老唐開口說:“我們有自己的事情做,他們也有自己的事情要做,等著吧,你會見到他們的。我先送你去接應點,有人會接應你,到了目的地,我們的任務就算完成了。能不能離開晉縣,就看你自己的命。鬧出這種事情,到處都戒嚴了,我們也自身難保。”
車速很快,我歪頭看了眼窗外,發現很多路口都出車禍,交通陷入了擁堵,不少人往車子裏麵走下來,拿起手機拍照。、
幾輛大貨車,直接橫檔在幾個比較大的路口,有幾個輪子還被下了,根本沒有辦法挪開。
還有路上,多出了不少小混混,三五成群的。
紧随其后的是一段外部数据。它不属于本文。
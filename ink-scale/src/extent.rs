// SPDX-License-Identifier: MIT
//! # Extent Detection
//!
//! Finds the minimal axis-aligned rectangle enclosing every ink pixel of a raster.
//! A raster without ink has no extent at all: callers get `None` and must treat
//! it as "nothing drawn" rather than as a zero-size box.
//!
//! The scan is a single row-major pass over the raster keeping running
//! `min_x / max_x / min_y / max_y` bounds. The max bounds are kept exclusive
//! (one past the last ink column/row) so that `width = max_x - min_x` counts
//! pixels directly.

use crate::raster::{RasterBuffer, Rect, Size};

/// Minimal bounding box of the ink in raster coordinates.
///
/// Invariant: `x + width <= raster width`, `y + height <= raster height`,
/// `width >= 1`, `height >= 1`.
#[derive(Clone, Copy, Debug, PartialEq, Eq)]
pub struct Extent {
    pub x: u32,
    pub y: u32,
    pub width: u32,
    pub height: u32,
}

impl Extent {
    pub fn to_rect(self) -> Rect {
        Rect { x: self.x, y: self.y, w: self.width, h: self.height }
    }

    pub fn size(self) -> Size {
        Size { w: self.width, h: self.height }
    }

    pub fn contains(self, x: u32, y: u32) -> bool {
        x >= self.x && y >= self.y && x - self.x < self.width && y - self.y < self.height
    }
}

/// Ink-presence predicate: a sample is ink when it is strictly above the threshold.
#[derive(Clone, Copy, Debug, PartialEq, Eq, Default)]
pub struct InkThreshold(pub u8);

impl InkThreshold {
    #[inline]
    pub fn is_ink(self, sample: u8) -> bool {
        sample > self.0
    }
}

/// Detect the extent of samples above `threshold`.
pub fn detect_extent(raster: &RasterBuffer, threshold: InkThreshold) -> Option<Extent> {
    detect_extent_by(raster, |s| threshold.is_ink(s))
}

/// Detect the extent of samples matching an arbitrary ink predicate.
///
/// O(width × height), no allocation.
pub fn detect_extent_by<F>(raster: &RasterBuffer, is_ink: F) -> Option<Extent>
where
    F: Fn(u8) -> bool,
{
    let Size { w, h } = raster.size();
    let (mut min_x, mut max_x) = (w, 0u32);
    let (mut min_y, mut max_y) = (h, 0u32);

    for y in 0..h {
        for (x, &sample) in raster.row(y).iter().enumerate() {
            if !is_ink(sample) {
                continue;
            }
            let x = x as u32;
            min_x = min_x.min(x);
            max_x = max_x.max(x + 1);
            min_y = min_y.min(y);
            max_y = max_y.max(y + 1);
        }
    }

    if max_x <= min_x || max_y <= min_y {
        return None;
    }

    Some(Extent { x: min_x, y: min_y, width: max_x - min_x, height: max_y - min_y })
}
//! # Processing Module
//!
//! The normalization pipeline and the read-only consumers of its output.

pub mod export;
pub mod pipeline;
pub mod sinks;

pub use export::{encode_png, png_data_uri};
pub use pipeline::{
    NoContent, NormalizationPipeline, NormalizationTrace, Normalized, PipelineOptions,
    TargetResolution, validate_policy,
};
pub use sinks::{
    AsciiSink, BestGuess, Classifier, FeatureDocument, FeatureSink, JsonSink, PreviewPngSink,
    SinkFanout, best_guess,
};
今天到處都在亂,民不聊生,打架,車禍,搶劫,無論到哪兒都能聽見警笛聲。
這些人接到了什麼通知,在製造混亂拖延時間,分散縣城裏麵的警力。
唯獨我們前行這條路通行無阻,後麵兩輛大金杯跟在後麵。我能想到今天可能會很亂,但絕對想不到,能有這麼亂。
我甚至看見二十多個小混子,在街頭當著很多人的麵,提著甩棍直接上手了,打的不可開交。
老唐抽著煙,一言不發的看著玻璃外麵的場景,臉上寫滿了心事。對於今天發生的事情,他們也怕,就算以前這邊大毒梟王丞當道的時候,也很少發生和警察當街火拚的場景,民不與官鬥,這是自古以來的道理。
我們的人,全部分散開,大耗和張秀洋也不知道去哪兒了。就剩我一個人,不知何去何從。
“哥,那個狙擊手呢?”
我擔心青蛙的安全,他一個人,要是被包圍了,根本跑不掉。
老唐說道:“你先擔心一下自己吧。那個狙擊手不簡單,偵查和反偵察能力一流,他敢開槍暴露自己的身份,就說明他已經安排好了退路,這種人一般警察奈何不了。肯定在部隊裏麵受過專業訓練,而且時間還不短。”
“想要抓住他,除非你讓部隊的人來,而且本事不能低於他。拿了許天仁的錢,我就勸告你們一句,玩歸玩,不要上火了。上頭有股底線,一旦越了,到時候你們上天無門下地無路。狙擊手這種身份,不要輕易拿出來,那可是大事。”